He started as he heard a step behind him, and turning, saw Dr. Dean. The worthy little savant looked worried and preoccupied.
"I have had a letter from the Princess Ziska," he said, without any preliminary. "She has gone to secures rooms at the Mena House Hotel, which is situated close to the Pyramids. She regrets she cannot enter into the idea of taking a trip up the Nile. She has no time, she says, as she is soon leaving Cairo. But she suggests that we should make up a party for the Mena House while she is staying there, as she can, so she tells me, make the Pyramids much more interesting for us by her intimate knowledge of them. Now, to me this is a very tempting offer, but I should not care to go alone."
"The Murrays will go, I am sure," murmured Gervase lazily. "At any rate, Denzil will."
The Doctor looked at him narrowly.
"If Denzil goes, so will you go," he said. "Thus there are two already booked for company. And I fancy the Fulkewards might like the idea."
"The Princess is leaving Cairo?" queried Gervase presently, as though it were an after thought.
"So she informs me in her letter. The party which is to come off on Wednesday night is her last reception."
Gervase was silent a moment. Then he said: "Have you told Denzil?"
"Not yet."
"Better do so then," and Gervase glanced up at the sky, now glowing red with a fiery sunset. "He wants to propose, you know."
"Good God!" cried the Doctor, sharply, "If he proposes to that woman. ..."
"Why should he not?" demanded Gervase. "Is she not as ripe for love and fit for marriage as any other of her sex?"

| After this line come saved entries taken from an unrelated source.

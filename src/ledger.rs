use crate::calculations::{AllocationPass, PoolSizing, reconcile};
use crate::member::{MemberId, MemberUpdate, NewMember, TeamMember};
use crate::member_validation::{self, ValidationError};
use crate::pool::{AllocationStrategy, BonusPool};
use crate::settings::{self, PoolSettings, SettingsError};
use serde::{Deserialize, Serialize};
use std::fmt;
use tracing::{debug, info, warn};

pub const UNALLOCATED_LABEL: &str = "Unallocated";

#[derive(Debug, Clone, PartialEq, Serialize, Deserialize)]
pub struct AllocationSlice {
    pub label: String,
    pub amount: i64,
}

#[derive(Debug, Clone, PartialEq, Serialize, Deserialize)]
pub struct AllocationSummary {
    pub strategy: AllocationStrategy,
    pub member_count: usize,
    pub manual_count: usize,
    pub total_amount: i64,
    pub allocated_amount: i64,
    pub remaining_amount: i64,
    pub overcommitted: bool,
    /// One slice per member plus an unallocated slice when money is left,
    /// largest first.
    pub slices: Vec<AllocationSlice>,
}

impl AllocationSummary {
    pub fn to_cli_summary(&self) -> String {
        let mut parts = Vec::new();
        parts.push(format!("strategy={}", self.strategy));
        parts.push(format!("members={}", self.member_count));
        if self.manual_count > 0 {
            parts.push(format!("manual={}", self.manual_count));
        }
        parts.push(format!("total={}", self.total_amount));
        parts.push(format!("allocated={}", self.allocated_amount));
        parts.push(format!("remaining={}", self.remaining_amount));
        if self.overcommitted {
            parts.push("overcommitted".to_string());
        }
        parts.join(", ")
    }
}

#[derive(Debug, Clone, PartialEq)]
pub enum LedgerError {
    Validation(String),
    NoMembers,
    NoValidRecords,
    MemberNotFound(MemberId),
}

impl LedgerError {
    /// True for the "nothing to do" class, as opposed to bad input.
    pub fn is_empty_state(&self) -> bool {
        matches!(self, LedgerError::NoMembers | LedgerError::NoValidRecords)
    }
}

impl fmt::Display for LedgerError {
    fn fmt(&self, f: &mut fmt::Formatter<'_>) -> fmt::Result {
        match self {
            LedgerError::Validation(msg) => write!(f, "invalid input: {msg}"),
            LedgerError::NoMembers => write!(f, "there are no team members to allocate bonuses to"),
            LedgerError::NoValidRecords => write!(f, "no valid team member records were supplied"),
            LedgerError::MemberNotFound(id) => write!(f, "team member {id} not found"),
        }
    }
}

impl std::error::Error for LedgerError {}

impl From<ValidationError> for LedgerError {
    fn from(value: ValidationError) -> Self {
        Self::Validation(value.to_string())
    }
}

impl From<SettingsError> for LedgerError {
    fn from(value: SettingsError) -> Self {
        Self::Validation(value.to_string())
    }
}

pub type LedgerResult<T> = Result<T, LedgerError>;

/// Owns the member list and the derived pool record. Every mutation validates
/// first, applies, and then re-runs pool sizing, allocation and
/// reconciliation before returning, so callers never observe stale totals.
#[derive(Debug, Clone)]
pub struct BonusLedger {
    members: Vec<TeamMember>,
    settings: PoolSettings,
    pool: BonusPool,
    engine_engaged: bool,
}

impl Default for BonusLedger {
    fn default() -> Self {
        Self::new()
    }
}

impl BonusLedger {
    pub fn new() -> Self {
        Self::from_parts(PoolSettings::default(), Vec::new())
    }

    pub fn with_settings(settings: PoolSettings) -> LedgerResult<Self> {
        settings.validate()?;
        Ok(Self::from_parts(settings, Vec::new()))
    }

    fn from_parts(settings: PoolSettings, members: Vec<TeamMember>) -> Self {
        let mut ledger = Self {
            members,
            pool: BonusPool {
                total_amount: 0,
                percentage_of_eligible: settings.percentage_of_eligible,
                allocation_strategy: settings.allocation_strategy,
                allocated_amount: 0,
                remaining_amount: 0,
            },
            settings,
            engine_engaged: true,
        };
        ledger.recompute();
        ledger
    }

    pub fn members(&self) -> &[TeamMember] {
        &self.members
    }

    pub fn find_member(&self, id: &MemberId) -> Option<&TeamMember> {
        self.members.iter().find(|m| &m.id == id)
    }

    pub fn pool(&self) -> &BonusPool {
        &self.pool
    }

    pub fn settings(&self) -> &PoolSettings {
        &self.settings
    }

    /// False between `reset_allocations` and the next `run_auto_allocate`.
    pub fn is_engine_engaged(&self) -> bool {
        self.engine_engaged
    }

    pub fn add_member(&mut self, candidate: NewMember) -> LedgerResult<MemberId> {
        member_validation::validate_new_member(&candidate)?;
        let member = candidate.into_member();
        let id = member.id;
        info!(member = %id, name = %member.name, eligible = member.eligible_amount, "team member added");
        self.members.push(member);
        self.recompute();
        Ok(id)
    }

    pub fn update_member(&mut self, id: &MemberId, update: MemberUpdate) -> LedgerResult<()> {
        let idx = self
            .members
            .iter()
            .position(|m| &m.id == id)
            .ok_or(LedgerError::MemberNotFound(*id))?;
        let mut updated = self.members[idx].clone();
        updated.apply_update(update);
        member_validation::validate_member(&updated)?;
        debug!(member = %id, "team member updated");
        self.members[idx] = updated;
        self.recompute();
        Ok(())
    }

    pub fn set_manual_allocation(
        &mut self,
        id: &MemberId,
        percentage: Option<f64>,
    ) -> LedgerResult<()> {
        self.update_member(id, MemberUpdate::manual_allocation(percentage))
    }

    pub fn remove_member(&mut self, id: &MemberId) -> bool {
        let Some(idx) = self.members.iter().position(|m| &m.id == id) else {
            return false;
        };
        let removed = self.members.remove(idx);
        info!(member = %id, name = %removed.name, "team member removed");
        self.recompute();
        true
    }

    pub fn replace_all_members(&mut self, candidates: Vec<NewMember>) -> LedgerResult<()> {
        let incoming = Self::admit(candidates)?;
        info!(count = incoming.len(), "replacing all team members");
        self.members = incoming;
        self.recompute();
        Ok(())
    }

    pub fn append_members(&mut self, candidates: Vec<NewMember>) -> LedgerResult<Vec<MemberId>> {
        let incoming = Self::admit(candidates)?;
        let ids = incoming.iter().map(|m| m.id).collect();
        info!(count = incoming.len(), "appending team members");
        self.members.extend(incoming);
        self.recompute();
        Ok(ids)
    }

    fn admit(candidates: Vec<NewMember>) -> LedgerResult<Vec<TeamMember>> {
        if candidates.is_empty() {
            return Err(LedgerError::NoValidRecords);
        }
        member_validation::validate_candidates(&candidates)?;
        Ok(candidates.into_iter().map(NewMember::into_member).collect())
    }

    pub fn set_allocation_strategy(&mut self, strategy: AllocationStrategy) {
        self.settings.allocation_strategy = strategy;
        self.recompute();
    }

    pub fn set_percentage_of_eligible(&mut self, percentage: f64) -> LedgerResult<()> {
        settings::validate_percentage_of_eligible(percentage)?;
        self.settings.percentage_of_eligible = percentage;
        self.recompute();
        Ok(())
    }

    pub fn apply_settings(&mut self, settings: PoolSettings) -> LedgerResult<()> {
        settings.validate()?;
        self.settings = settings;
        self.recompute();
        Ok(())
    }

    /// Clears every override and zeroes every allocation. The strategy
    /// engine stays disengaged until `run_auto_allocate` is called.
    pub fn reset_allocations(&mut self) {
        for member in &mut self.members {
            member.manual_allocation_percentage = None;
            member.actual_allocation = 0;
        }
        self.engine_engaged = false;
        info!(count = self.members.len(), "allocations reset");
        self.recompute();
    }

    pub fn run_auto_allocate(&mut self) -> LedgerResult<AllocationSummary> {
        if self.members.is_empty() {
            return Err(LedgerError::NoMembers);
        }
        self.engine_engaged = true;
        self.recompute();
        info!(
            strategy = %self.settings.allocation_strategy,
            allocated = self.pool.allocated_amount,
            "bonuses auto-allocated"
        );
        Ok(self.summary())
    }

    pub fn summary(&self) -> AllocationSummary {
        let mut slices: Vec<AllocationSlice> = self
            .members
            .iter()
            .map(|m| AllocationSlice {
                label: m.name.clone(),
                amount: m.actual_allocation,
            })
            .collect();
        if self.pool.remaining_amount > 0 {
            slices.push(AllocationSlice {
                label: UNALLOCATED_LABEL.to_string(),
                amount: self.pool.remaining_amount,
            });
        }
        slices.sort_by(|a, b| b.amount.cmp(&a.amount));

        AllocationSummary {
            strategy: self.settings.allocation_strategy,
            member_count: self.members.len(),
            manual_count: self.members.iter().filter(|m| m.is_manual()).count(),
            total_amount: self.pool.total_amount,
            allocated_amount: self.pool.allocated_amount,
            remaining_amount: self.pool.remaining_amount,
            overcommitted: self.pool.is_overcommitted(),
            slices,
        }
    }

    fn recompute(&mut self) {
        let total_amount =
            PoolSizing::new(&self.members).execute(self.settings.percentage_of_eligible);

        let pass = AllocationPass::new(&self.members, self.settings.allocation_strategy);
        let allocations = if self.engine_engaged {
            pass.execute(total_amount)
        } else {
            pass.manual_only()
        };
        for (member, amount) in self.members.iter_mut().zip(allocations) {
            member.actual_allocation = amount;
        }

        let metrics = reconcile(&self.members, total_amount);
        self.pool = BonusPool {
            total_amount,
            percentage_of_eligible: self.settings.percentage_of_eligible,
            allocation_strategy: self.settings.allocation_strategy,
            allocated_amount: metrics.allocated_amount,
            remaining_amount: metrics.remaining_amount,
        };

        debug!(
            strategy = %self.pool.allocation_strategy,
            total = self.pool.total_amount,
            allocated = self.pool.allocated_amount,
            remaining = self.pool.remaining_amount,
            engaged = self.engine_engaged,
            "pool recomputed"
        );
        if self.pool.is_overcommitted() {
            warn!(
                remaining = self.pool.remaining_amount,
                "manual overrides overcommit the bonus pool"
            );
        }
    }
}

"Her sex!" echoed the Doctor grimly. "Her sex!--There!--for heaven's sake don't talk to me!--leave me alone! The Princess Ziska is like no woman living; she has none of the sentiments of a woman,--and the notion of Denzil's being such a fool as to think of proposing to her--Oh, leave me alone, I tell you! Let me worry this out!"
And clapping his hat well down over his eyes, he began to walk away in a strange condition of excitement, which he evidently had some difficulty in suppressing. Suddenly, however, he turned, came back and tapped Gervase smartly on the chest.
"YOU are the man for the Princess," he said impressively. "There is a madness in you which you call love for her; you are her fitting mate, not that poor boy, Denzil Murray. In certain men and women spirit leaps to spirit,--note responds to note--and if all the world were to interpose its trumpery bulk, nothing could prevent such tumultuous forces rushing together. Follow your destiny, Monsieur Gervase, but do not ruin another man's life on the way. Follow your destiny,--complete it,--you are bound to do so,--but in the havoc and wildness to come, for God's sake, let the innocent go free!"